Dataset records
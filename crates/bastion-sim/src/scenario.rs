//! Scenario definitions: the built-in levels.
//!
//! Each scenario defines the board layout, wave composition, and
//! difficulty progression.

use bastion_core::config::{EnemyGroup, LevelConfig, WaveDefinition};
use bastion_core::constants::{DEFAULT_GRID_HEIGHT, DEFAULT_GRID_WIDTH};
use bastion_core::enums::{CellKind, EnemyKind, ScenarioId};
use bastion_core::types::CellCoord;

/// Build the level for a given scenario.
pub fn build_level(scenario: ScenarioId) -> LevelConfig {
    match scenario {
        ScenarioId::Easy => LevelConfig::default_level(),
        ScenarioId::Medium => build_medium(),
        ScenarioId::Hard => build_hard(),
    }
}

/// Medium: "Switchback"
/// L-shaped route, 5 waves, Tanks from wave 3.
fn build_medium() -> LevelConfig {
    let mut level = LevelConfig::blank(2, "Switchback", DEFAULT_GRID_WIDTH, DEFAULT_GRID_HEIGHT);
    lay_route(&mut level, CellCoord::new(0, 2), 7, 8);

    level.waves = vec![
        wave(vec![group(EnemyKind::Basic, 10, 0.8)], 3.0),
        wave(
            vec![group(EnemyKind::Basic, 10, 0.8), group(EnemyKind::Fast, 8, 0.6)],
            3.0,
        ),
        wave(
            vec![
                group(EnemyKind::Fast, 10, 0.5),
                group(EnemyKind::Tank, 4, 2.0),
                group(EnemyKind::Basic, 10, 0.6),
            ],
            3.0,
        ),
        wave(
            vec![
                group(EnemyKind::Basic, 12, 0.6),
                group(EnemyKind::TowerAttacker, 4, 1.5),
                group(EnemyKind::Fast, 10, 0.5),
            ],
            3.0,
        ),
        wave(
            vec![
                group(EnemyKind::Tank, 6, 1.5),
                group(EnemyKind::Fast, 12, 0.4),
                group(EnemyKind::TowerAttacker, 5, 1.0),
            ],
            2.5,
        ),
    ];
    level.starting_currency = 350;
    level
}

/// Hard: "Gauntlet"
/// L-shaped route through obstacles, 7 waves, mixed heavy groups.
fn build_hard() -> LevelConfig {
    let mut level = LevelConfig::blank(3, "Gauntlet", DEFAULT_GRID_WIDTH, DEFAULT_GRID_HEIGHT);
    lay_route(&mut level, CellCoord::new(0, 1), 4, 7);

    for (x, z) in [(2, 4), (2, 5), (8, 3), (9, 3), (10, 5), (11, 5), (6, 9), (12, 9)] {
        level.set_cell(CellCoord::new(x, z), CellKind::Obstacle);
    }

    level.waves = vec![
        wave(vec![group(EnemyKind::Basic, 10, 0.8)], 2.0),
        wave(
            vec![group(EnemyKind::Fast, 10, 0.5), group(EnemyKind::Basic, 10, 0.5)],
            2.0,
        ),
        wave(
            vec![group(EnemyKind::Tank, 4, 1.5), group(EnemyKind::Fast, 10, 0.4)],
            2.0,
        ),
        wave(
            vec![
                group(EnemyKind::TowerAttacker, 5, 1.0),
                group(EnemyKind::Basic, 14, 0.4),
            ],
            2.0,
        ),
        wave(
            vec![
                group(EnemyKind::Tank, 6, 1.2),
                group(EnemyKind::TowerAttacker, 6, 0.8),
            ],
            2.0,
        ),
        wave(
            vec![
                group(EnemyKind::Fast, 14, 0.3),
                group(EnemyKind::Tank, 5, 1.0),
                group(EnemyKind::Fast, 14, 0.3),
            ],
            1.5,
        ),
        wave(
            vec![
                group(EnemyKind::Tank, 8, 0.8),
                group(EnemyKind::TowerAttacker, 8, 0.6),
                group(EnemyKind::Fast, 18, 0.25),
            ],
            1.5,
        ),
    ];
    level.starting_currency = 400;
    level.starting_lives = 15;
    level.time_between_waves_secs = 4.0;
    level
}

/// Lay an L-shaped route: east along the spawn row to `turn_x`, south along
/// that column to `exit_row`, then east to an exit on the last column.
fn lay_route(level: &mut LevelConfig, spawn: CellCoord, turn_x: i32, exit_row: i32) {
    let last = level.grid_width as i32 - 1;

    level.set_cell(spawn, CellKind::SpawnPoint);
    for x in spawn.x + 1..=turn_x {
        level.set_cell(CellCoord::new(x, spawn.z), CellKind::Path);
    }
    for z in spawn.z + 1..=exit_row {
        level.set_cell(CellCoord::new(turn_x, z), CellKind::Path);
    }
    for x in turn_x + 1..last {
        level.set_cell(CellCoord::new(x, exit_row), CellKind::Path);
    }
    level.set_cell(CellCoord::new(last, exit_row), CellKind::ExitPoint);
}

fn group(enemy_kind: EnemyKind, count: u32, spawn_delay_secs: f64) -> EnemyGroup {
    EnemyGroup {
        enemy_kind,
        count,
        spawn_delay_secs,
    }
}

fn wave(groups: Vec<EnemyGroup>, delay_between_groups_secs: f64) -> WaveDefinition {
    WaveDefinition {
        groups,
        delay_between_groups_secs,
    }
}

Exercise description
Gather up, from the records above, each line where the word "LevelConfig" appears.

Solution to the exercise
use bastion_core::config::{EnemyGroup, LevelConfig, WaveDefinition};
pub fn build_level(scenario: ScenarioId) -> LevelConfig {
        ScenarioId::Easy => LevelConfig::default_level(),
fn build_medium() -> LevelConfig {
    let mut level = LevelConfig::blank(2, "Switchback", DEFAULT_GRID_WIDTH, DEFAULT_GRID_HEIGHT);
fn build_hard() -> LevelConfig {
    let mut level = LevelConfig::blank(3, "Gauntlet", DEFAULT_GRID_WIDTH, DEFAULT_GRID_HEIGHT);
fn lay_route(level: &mut LevelConfig, spawn: CellCoord, turn_x: i32, exit_row: i32) {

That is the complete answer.